■ REQUIRED ACTION ■
Type the records out again in full, exactly.

[Dataset entries]
+++
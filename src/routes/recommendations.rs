use actix_web::{web, HttpResponse, Responder};
use validator::Validate;
use crate::core::RecommendationEngine;
use crate::models::{ErrorResponse, HealthResponse, RecommendRequest};
use crate::routes::handle_json_payload_error;
use std::sync::Arc;

/// Application state shared across all handlers
#[derive(Clone)]
pub struct AppState {
    pub engine: Arc<RecommendationEngine>,
}

/// Configure all recommendation routes
pub fn configure(cfg: &mut web::ServiceConfig) {
    cfg
        .app_data(web::JsonConfig::default().error_handler(handle_json_payload_error))
        .route("/health", web::get().to(health_check))
        .route("/recommendations", web::post().to(recommend));
}

/// Health check endpoint
async fn health_check() -> impl Responder {
    HttpResponse::Ok().json(HealthResponse {
        status: "healthy".to_string(),
        version: env!("CARGO_PKG_VERSION").to_string(),
        timestamp: chrono::Utc::now(),
    })
}

/// Recommend jobs endpoint
///
/// POST /api/v1/recommendations
///
/// Request body:
/// ```json
/// {
///   "profile": {
///     "location": "string",
///     "yearsOfExperience": 3,
///     "skills": ["string"],
///     "preferredJobType": "remote|onsite|hybrid|any"
///   },
///   "jobs": [
///     { "id": "string", "title": "string", "company": "string", "location": "string",
///       "description": "string", "skills": ["string"], "jobType": "remote|onsite|hybrid" }
///   ]
/// }
/// ```
async fn recommend(
    state: web::Data<AppState>,
    req: web::Json<RecommendRequest>,
) -> impl Responder {
    if let Err(errors) = req.validate() {
        tracing::info!("Validation failed for recommendation request: {}", errors);
        let profile = &req.profile;
        let (error, message) = if profile.location.is_empty() || profile.skills.is_empty() {
            ("Profile incomplete", "Profile incomplete. Please add location and skills to your profile.")
        } else {
            ("Invalid profile", "Invalid profile. Years of experience cannot be negative.")
        };
        return HttpResponse::BadRequest().json(ErrorResponse {
            error: error.to_string(),
            message: message.to_string(),
            status_code: 400,
        });
    }

    if req.jobs.is_empty() {
        return HttpResponse::NotFound().json(ErrorResponse {
            error: "No jobs".to_string(),
            message: "No jobs available for matching".to_string(),
            status_code: 404,
        });
    }

    let RecommendRequest { profile, jobs } = req.into_inner();

    tracing::info!(
        "Processing job recommendations: {}, {} years, {} skills, {} jobs",
        profile.location,
        profile.years_of_experience,
        profile.skills.len(),
        jobs.len()
    );

    let recommendations = state.engine.recommend(&profile, &jobs).await;

    tracing::info!("Found {} job matches", recommendations.len());

    HttpResponse::Ok().json(recommendations)
}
+++
■ OUTPUT ■
filename src/routes/recommendations.rs
use actix_web::{web, HttpResponse, Responder};
use validator::Validate;
use crate::core::RecommendationEngine;
use crate::models::{ErrorResponse, HealthResponse, RecommendRequest};
use crate::routes::handle_json_payload_error;
use std::sync::Arc;

/// Application state shared across all handlers
#[derive(Clone)]
pub struct AppState {
    pub engine: Arc<RecommendationEngine>,
}

/// Configure all recommendation routes
pub fn configure(cfg: &mut web::ServiceConfig) {
    cfg
        .app_data(web::JsonConfig::default().error_handler(handle_json_payload_error))
        .route("/health", web::get().to(health_check))
        .route("/recommendations", web::post().to(recommend));
}

/// Health check endpoint
async fn health_check() -> impl Responder {
    HttpResponse::Ok().json(HealthResponse {
        status: "healthy".to_string(),
        version: env!("CARGO_PKG_VERSION").to_string(),
        timestamp: chrono::Utc::now(),
    })
}

/// Recommend jobs endpoint
///
/// POST /api/v1/recommendations
///
/// Request body:
/// ```json
/// {
///   "profile": {
///     "location": "string",
///     "yearsOfExperience": 3,
///     "skills": ["string"],
///     "preferredJobType": "remote|onsite|hybrid|any"
///   },
///   "jobs": [
///     { "id": "string", "title": "string", "company": "string", "location": "string",
///       "description": "string", "skills": ["string"], "jobType": "remote|onsite|hybrid" }
///   ]
/// }
/// ```
async fn recommend(
    state: web::Data<AppState>,
    req: web::Json<RecommendRequest>,
) -> impl Responder {
    if let Err(errors) = req.validate() {
        tracing::info!("Validation failed for recommendation request: {}", errors);
        let profile = &req.profile;
        let (error, message) = if profile.location.is_empty() || profile.skills.is_empty() {
            ("Profile incomplete", "Profile incomplete. Please add location and skills to your profile.")
        } else {
            ("Invalid profile", "Invalid profile. Years of experience cannot be negative.")
        };
        return HttpResponse::BadRequest().json(ErrorResponse {
            error: error.to_string(),
            message: message.to_string(),
            status_code: 400,
        });
    }

    if req.jobs.is_empty() {
        return HttpResponse::NotFound().json(ErrorResponse {
            error: "No jobs".to_string(),
            message: "No jobs available for matching".to_string(),
            status_code: 404,
        });
    }

    let RecommendRequest { profile, jobs } = req.into_inner();

    tracing::info!(
        "Processing job recommendations: {}, {} years, {} skills, {} jobs",
        profile.location,
        profile.years_of_experience,
        profile.skills.len(),
        jobs.len()
    );

    let recommendations = state.engine.recommend(&profile, &jobs).await;

    tracing::info!("Found {} job matches", recommendations.len());

    HttpResponse::Ok().json(recommendations)
}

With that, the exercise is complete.